Two organs, the stomach and the liver, are often affected in a peculiar and characteristic way in the course of this pathological evolution. The modifications produced in the innervation, under the influence of cephalic excitement, cause a disturbance of the blood circulation in the liver. This disturbance is of such a nature that the bile, now secreted in larger quantity, is resorbed into the blood instead of passing into the biliary vesicle. Then appears what we call jaundice. The skin becomes pale, then yellow, owing to the presence in the blood of the coloring matter of the bile. This change in the liver is usually developed slowly: sometimes, however, jaundice makes its appearance suddenly. Villeneuve mentions the case of two youths who brought a discussion to an end by grasping their swords; suddenly one of them turned yellow, and the other, alarmed at this transformation, dropped his weapon. The same author speaks of a priest who became jaundiced on seeing a mad dog jump at him. Whatever may be said of these cases, we must reckon painful affections of the soul among the efficient causes of chronic diseases of the liver.

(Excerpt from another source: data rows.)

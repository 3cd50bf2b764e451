//! One consumer's view of the schedule and the fetch-and-parse cycle that refreshes it.

use crate::feed::{FeedClient, FeedFetcher};
use crate::ics::IcsParser;
use crate::schedule::{ScheduleDay, group_by_day};
use crate::selection::{GroupId, GroupSelection, KeyValueStore, SelectionStore};
use chrono::{Local, NaiveDate};
use chrono_tz::Tz;
use log::{debug, info, warn};
use serde::Serialize;
use tokio::sync::watch;

/// What the presentation layer renders.
#[derive(Debug, Clone, Default, PartialEq, Serialize)]
pub struct ScheduleState {
    pub loading: bool,
    pub selected: GroupSelection,
    pub days: Vec<ScheduleDay>,
}

pub struct ScheduleSession<C, S> {
    fetcher: FeedFetcher<C>,
    selection: SelectionStore<S>,
    tz: Tz,
    max_selected: usize,
    state: watch::Sender<ScheduleState>,
}

impl<C: FeedClient, S: KeyValueStore> ScheduleSession<C, S> {
    pub fn new(fetcher: FeedFetcher<C>, selection: SelectionStore<S>, tz: Tz) -> Self {
        let initial = ScheduleState { selected: selection.load(), ..ScheduleState::default() };
        let (state, _) = watch::channel(initial);
        Self { fetcher, selection, tz, max_selected: usize::MAX, state }
    }

    /// Caps how many groups may be followed before [`Self::too_many_groups`] trips.
    pub fn with_max_selected(mut self, max_selected: usize) -> Self {
        self.max_selected = max_selected;
        self
    }

    pub fn state(&self) -> ScheduleState {
        self.state.borrow().clone()
    }

    /// Receiver that observes every state change, including the loading flag mid-refresh.
    pub fn subscribe(&self) -> watch::Receiver<ScheduleState> {
        self.state.subscribe()
    }

    pub fn too_many_groups(&self) -> bool {
        self.state.borrow().selected.len() > self.max_selected
    }

    pub fn toggle_group(&self, id: GroupId) -> GroupSelection {
        let selected = self.selection.toggle(id);
        self.state.send_modify(|state| state.selected = selected.clone());
        selected
    }

    /// Refreshes using today's local date as the start of the feed window.
    pub async fn refresh(&mut self) -> bool {
        self.refresh_on(Local::now().date_naive()).await
    }

    /// Reloads the selection, downloads the feed and replaces the days on success.
    ///
    /// Returns whether new content arrived. When the download fails the previous days stay. The
    /// loading flag is cleared even if this future is dropped before completing, and the days are
    /// only written after the download finished.
    pub async fn refresh_on(&mut self, today: NaiveDate) -> bool {
        let ids: Vec<GroupId> = {
            let selected = self.selection.load();
            let ids = selected.iter().copied().collect();
            self.state.send_modify(|state| {
                state.selected = selected;
                state.loading = true;
            });
            ids
        };

        let content = {
            let _loading = scopeguard::guard(&self.state, |state| {
                state.send_modify(|state| state.loading = false);
            });
            self.fetcher.download(&ids, today).await
        };

        let Some(content) = content else {
            warn!("No schedule received; keeping the previous one");
            return false;
        };

        let events = IcsParser::new(self.tz).parse(&content);
        let days = group_by_day(events);
        info!("Schedule refreshed: {} days", days.len());
        debug!("Days: {:?}", days.iter().map(|d| d.label.as_str()).collect::<Vec<_>>());
        self.state.send_modify(|state| state.days = days);
        true
    }
}
use chrono::{DateTime, Utc};
use chrono_tz::Tz;
use serde::Serialize;

/// A single class from the schedule feed.
///
/// Start and end are instants in the feed's fixed zone. An event whose block never set
/// `DTSTART`/`DTEND` keeps the Unix epoch.
#[derive(Debug, Clone, PartialEq, Serialize)]
pub struct Event {
    pub title: String,
    pub start: DateTime<Tz>,
    pub end: DateTime<Tz>,
    pub location: String,
    pub description: String,
}

impl Event {
    /// Creates an empty event anchored in `tz`.
    pub fn empty(tz: Tz) -> Self {
        let epoch = DateTime::<Utc>::default().with_timezone(&tz);
        Self {
            title: String::new(),
            start: epoch,
            end: epoch,
            location: String::new(),
            description: String::new(),
        }
    }

    /// `"HH:MM - HH:MM"` in the feed zone.
    pub fn time_range(&self) -> String {
        format!("{} - {}", self.start.format("%H:%M"), self.end.format("%H:%M"))
    }

    pub fn display(&self) -> String {
        let mut output = format!("{}  {}", self.time_range(), self.title);

        if !self.location.is_empty() {
            output.push_str(&format!("\n   Location: {}", self.location));
        }

        if !self.description.is_empty() {
            output.push_str(&format!("\n   {}", self.description));
        }

        output
    }
}

#[cfg(test)]
mod tests {
    use super::*;
    use chrono::TimeZone;
    use chrono_tz::Europe::Kiev;

    #[test]
    fn test_empty_event_defaults() {
        let event = Event::empty(Kiev);
        assert!(event.title.is_empty());
        assert!(event.location.is_empty());
        assert!(event.description.is_empty());
        assert_eq!(event.start.timestamp(), 0);
        assert_eq!(event.end.timestamp(), 0);
    }

    #[test]
    fn test_time_range_and_display() {
        let mut event = Event::empty(Kiev);
        event.title = "Microeconomics".to_string();
        event.start = Kiev.with_ymd_and_hms(2024, 6, 5, 9, 0, 0).unwrap();
        event.end = Kiev.with_ymd_and_hms(2024, 6, 5, 10, 20, 0).unwrap();
        event.location = "Room 204".to_string();

        assert_eq!(event.time_range(), "09:00 - 10:20");
        assert_eq!(event.display(), "09:00 - 10:20  Microeconomics\n   Location: Room 204");
    }
}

The digestion, says the author of a work published some years ago, is completely subjected to the influence of the moral and intellectual state. When the brain is wearied by the passions, appetite and digestion are almost gone....There is nowhere perfect health, save when the passions are well regulated, harmonized, and equipoised. Moral temperance is as indispensable to a calm and tranquil life as physiological temperance....If it is your desire that your circulatory, respiratory, and digestive functions should be discharged properly, normally, if you want your appetite to be good, your sleep sound, your humor equable, avoid all emotions that are overstrong, all pleasures that are too intense, and meet the inevitable sorrows and the cruel agonies of life with a firm and resigned soul. Ever have some occupation to employ and divert your mind, and to make it proof against the temptations of want or of desire. Thus will you attain the term of life without overmuch disquiet and affliction.--FERNAND PAPILLON, _in the Revue des Deux Mondes_.

BRAIN WORK, OVERWORK, AND WORRY (p. 205).--_Overstimulation of the Brain in Childhood_.--Most civilized communities have enacted laws against the employment of children in severe physical labor. This is well enough, for the muscles of young persons are tender and weak, and not, therefore, adapted to the work to which cupidity or ignorance would otherwise subject them. But no such fostering care does the State take of the brains of the young. There are no laws to prevent the undeveloped nervous system being overtasked and brought to disease, or even absolute destruction. Every physician sees cases of the kind, and wonders how parents of intelligence can be so blind to the welfare of their offspring as to force, or even to allow, their brains to be worked to a degree that, in many cases, results in idiocy or death. Only a few months ago I saw for the first time a boy of five years of age, with a large head, a prominent forehead, and all the other signs of mental precocity. He had read the first volume of Bryant's "History of the United States," and was preparing to tackle the other volumes! He read the magazines of the day with as much interest as did his father, and conversed with equal facility on the politics of the period. But a few weeks before I saw him he had begun to walk in his sleep, then chorea had made its appearance, and on the day before he was brought to me he had had a well-marked epileptic paroxysm. Already his mind is weakened --perhaps permanently so. Such cases are not isolated ones. They are continually occurring.